** Material to process **

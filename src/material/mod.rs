//! Snapshots of the recoverable content of a database: the schema of every table along with the
//! hashes of the leaf pages that were verified when the snapshot was taken.
//!
//! # Format
//!
//! All fixed width integers are big-endian.
//!
//! | Field        | Encoding                                                          |
//! |--------------|-------------------------------------------------------------------|
//! | magic        | `u32`                                                             |
//! | version      | `u32`                                                             |
//! | info         | `u32`s: page size, reserved bytes, salt (2), nBackFill, seq root  |
//! | checksum     | `u32`, CRC-32 of the body, zero when the body is empty            |
//! | body         | varint length, followed by one record per [`Content`]             |
//!
//! The legacy version has no sequence root, neither in the info nor in the contents, and stores
//! absolute page numbers in place of deltas.

mod encryption;
pub mod incremental;
mod serialization;

use std::{fs, path::Path};

use log::debug;

pub(crate) use self::serialization::{Deserializer, Serializer};
use crate::{
    cipher::CipherDelegate,
    error::{Error, Result},
    pager::wal::Salt,
};

pub const MATERIAL_MAGIC: u32 = u32::from_be_bytes(*b"SLVM");
pub const MATERIAL_VERSION: u32 = 0x0100_0001;
pub const LEGACY_MATERIAL_VERSION: u32 = 0x0100_0000;

/// Stands in for a root page which has not been discovered, or was not recorded.
pub const UNKNOWN_PAGE_NO: u32 = u32::MAX;

#[derive(Clone, Debug, PartialEq, Eq)]
pub struct MaterialInfo {
    pub page_size: u32,
    pub reserved_bytes: u32,
    /// Position of the WAL when the snapshot was taken.
    pub wal_salt: Salt,
    pub n_backfill: u32,
    /// Root of the sequence table, zero when the schema has none.
    pub seq_table_root_page: u32,
}

impl Default for MaterialInfo {
    fn default() -> Self {
        Self {
            page_size: 0,
            reserved_bytes: 0,
            wal_salt: (0, 0),
            n_backfill: 0,
            seq_table_root_page: UNKNOWN_PAGE_NO,
        }
    }
}

/// Leaf page verified during a snapshot, along with the hash of its content.
#[derive(Clone, Copy, Debug, PartialEq, Eq, PartialOrd, Ord, Hash)]
pub struct VerifiedPage {
    pub number: u32,
    pub hash: u32,
}

impl VerifiedPage {
    pub fn new(number: u32, hash: u32) -> Self {
        Self { number, hash }
    }
}

/// Everything recorded about one table.
#[derive(Clone, Debug, Eq)]
pub struct Content {
    pub table_name: String,
    pub sql: String,
    pub root_page: u32,
    /// Last value handed out by `AUTOINCREMENT`, zero when unknown.
    pub sequence: i64,
    /// Indexes and triggers of the table.
    pub associated_sqls: Vec<String>,
    pub verified_pages: Vec<VerifiedPage>,
}

impl Content {
    pub fn new(table_name: impl Into<String>) -> Self {
        Self {
            table_name: table_name.into(),
            sql: String::new(),
            root_page: UNKNOWN_PAGE_NO,
            sequence: 0,
            associated_sqls: Vec::new(),
            verified_pages: Vec::new(),
        }
    }

    pub fn verified_hash(&self, page_no: u32) -> Option<u32> {
        self.verified_pages
            .iter()
            .find(|page| page.number == page_no)
            .map(|page| page.hash)
    }

    fn sorted_pages(&self) -> Vec<VerifiedPage> {
        let mut pages = self
            .verified_pages
            .iter()
            .filter(|page| page.number != 0)
            .copied()
            .collect::<Vec<_>>();
        pages.sort_unstable();
        pages
    }

    fn serialize(&self, serializer: &mut Serializer) -> Result<()> {
        if self.table_name.is_empty() {
            return Err(Error::Misuse("material content has an empty TableName".into()));
        }
        if self.sql.is_empty() {
            return Err(Error::Misuse(format!(
                "material content {} has an empty SQL",
                self.table_name
            )));
        }

        serializer.put_sized(self.table_name.as_bytes());
        serializer.put_varint(self.root_page as u64);
        serializer.put_varint(self.sequence as u64);
        serializer.put_sized(self.sql.as_bytes());

        serializer.put_varint(self.associated_sqls.len() as u64);
        for sql in &self.associated_sqls {
            serializer.put_sized(sql.as_bytes());
        }

        let pages = self.sorted_pages();
        serializer.put_varint(pages.len() as u64);
        let mut previous = 0;
        for page in pages {
            serializer.put_varint((page.number - previous) as u64);
            serializer.put_u32(page.hash);
            previous = page.number;
        }

        Ok(())
    }

    fn deserialize(deserializer: &mut Deserializer<'_>) -> Result<Self> {
        let current = deserializer.version() >= MATERIAL_VERSION;

        let mut content = Self::new(deserializer.string("TableName")?);
        if current {
            content.root_page = u32::try_from(deserializer.varint("RootPage")?)
                .map_err(|_| Error::corrupt("RootPage"))?;
        }
        content.sequence = deserializer.varint("Sequence")? as i64;
        content.sql = deserializer.string("SQL")?;

        let associated = deserializer.varint("SQLs")?;
        for _ in 0..associated {
            content.associated_sqls.push(deserializer.string("SQLs")?);
        }

        let count = deserializer.varint("NumberOfPages")?;
        let mut previous = 0u32;
        for _ in 0..count {
            let number = u32::try_from(deserializer.varint("Pageno")?)
                .map_err(|_| Error::corrupt("Pageno"))?;
            let hash = deserializer.u32("PageChecksum")?;

            let number = if current {
                previous
                    .checked_add(number)
                    .ok_or_else(|| Error::corrupt("Pageno"))?
            } else {
                number
            };
            content.verified_pages.push(VerifiedPage::new(number, hash));
            previous = number;
        }

        Ok(content)
    }
}

/// Pages compare regardless of order, which only matters to the encoding.
impl PartialEq for Content {
    fn eq(&self, other: &Self) -> bool {
        self.table_name == other.table_name
            && self.sql == other.sql
            && self.root_page == other.root_page
            && self.sequence == other.sequence
            && self.associated_sqls == other.associated_sqls
            && self.sorted_pages() == other.sorted_pages()
    }
}

#[derive(Clone, Debug, Default, Eq)]
pub struct Material {
    pub info: MaterialInfo,
    pub contents: Vec<Content>,
}

impl Material {
    pub fn content(&self, table_name: &str) -> Option<&Content> {
        self.contents.iter().find(|c| c.table_name == table_name)
    }

    pub fn content_mut(&mut self, table_name: &str) -> Option<&mut Content> {
        self.contents.iter_mut().find(|c| c.table_name == table_name)
    }

    /// Content of `table_name`, appended when the material has none yet.
    pub fn content_or_insert(&mut self, table_name: &str) -> &mut Content {
        let index = match self.contents.iter().position(|c| c.table_name == table_name) {
            Some(index) => index,
            None => {
                self.contents.push(Content::new(table_name));
                self.contents.len() - 1
            }
        };
        &mut self.contents[index]
    }

    /// Hash recorded for `page_no` by whichever table verified it.
    pub fn verified_hash(&self, page_no: u32) -> Option<u32> {
        self.contents.iter().find_map(|c| c.verified_hash(page_no))
    }

    pub fn serialize(&self) -> Result<Vec<u8>> {
        let mut body = Serializer::default();
        for content in &self.contents {
            content.serialize(&mut body)?;
        }

        let mut serializer = Serializer::default();
        serializer.put_u32(MATERIAL_MAGIC);
        serializer.put_u32(MATERIAL_VERSION);

        let info = &self.info;
        for word in [
            info.page_size,
            info.reserved_bytes,
            info.wal_salt.0,
            info.wal_salt.1,
            info.n_backfill,
            info.seq_table_root_page,
        ] {
            serializer.put_u32(word);
        }

        serializer.put_checksummed(&body.finish());
        Ok(serializer.finish())
    }

    /// Parse a material of either supported version. Trailing bytes, such as the padding left by
    /// decryption, are ignored.
    pub fn deserialize(bytes: &[u8]) -> Result<Self> {
        let mut deserializer = Deserializer::new(bytes);
        let magic = deserializer.u32("Header")?;
        let version = deserializer.u32("Header")?;
        if magic != MATERIAL_MAGIC {
            return Err(Error::corrupt("Magic"));
        }
        if version != MATERIAL_VERSION && version != LEGACY_MATERIAL_VERSION {
            return Err(Error::corrupt("Version"));
        }
        deserializer.set_version(version);

        let mut info = MaterialInfo {
            page_size: deserializer.u32("Info")?,
            reserved_bytes: deserializer.u32("Info")?,
            wal_salt: (deserializer.u32("Info")?, deserializer.u32("Info")?),
            n_backfill: deserializer.u32("Info")?,
            seq_table_root_page: UNKNOWN_PAGE_NO,
        };
        if version >= MATERIAL_VERSION {
            info.seq_table_root_page = deserializer.u32("SeqTableRootPage")?;
        }

        let body = deserializer.checksummed()?;
        let mut decoder = Deserializer::with_version(body, version);
        let mut contents = Vec::new();
        while !decoder.is_empty() {
            contents.push(Content::deserialize(&mut decoder)?);
        }

        debug!("deserialized material of {} tables, version {version:#x}", contents.len());
        Ok(Self { info, contents })
    }

    /// Serialize, then encrypt with the cipher of the store the material describes.
    pub fn encrypt(&self, cipher: &dyn CipherDelegate) -> Result<Vec<u8>> {
        encryption::encrypt(&self.serialize()?, cipher)
    }

    pub fn decrypt(stored: &[u8], cipher: &dyn CipherDelegate) -> Result<Self> {
        Self::deserialize(&encryption::decrypt(stored, cipher)?)
    }

    /// Write the material to `path`, encrypted when a cipher is provided.
    pub fn save(&self, path: impl AsRef<Path>, cipher: Option<&dyn CipherDelegate>) -> Result<()> {
        let bytes = match cipher {
            Some(cipher) => self.encrypt(cipher)?,
            None => self.serialize()?,
        };
        fs::write(path, bytes)?;
        Ok(())
    }

    pub fn load(path: impl AsRef<Path>, cipher: Option<&dyn CipherDelegate>) -> Result<Self> {
        let bytes = fs::read(path)?;
        match cipher {
            Some(cipher) => Self::decrypt(&bytes, cipher),
            None => Self::deserialize(&bytes),
        }
    }
}

/// Tables compare regardless of order.
impl PartialEq for Material {
    fn eq(&self, other: &Self) -> bool {
        fn sorted(material: &Material) -> Vec<&Content> {
            let mut contents = material.contents.iter().collect::<Vec<_>>();
            contents.sort_by(|a, b| a.table_name.cmp(&b.table_name));
            contents
        }

        self.info == other.info && sorted(self) == sorted(other)
    }
}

** Task to complete **
Return the lines above that include the string "schema".

** Expected answer **
//! Snapshots of the recoverable content of a database: the schema of every table along with the
    /// Root of the sequence table, zero when the schema has none.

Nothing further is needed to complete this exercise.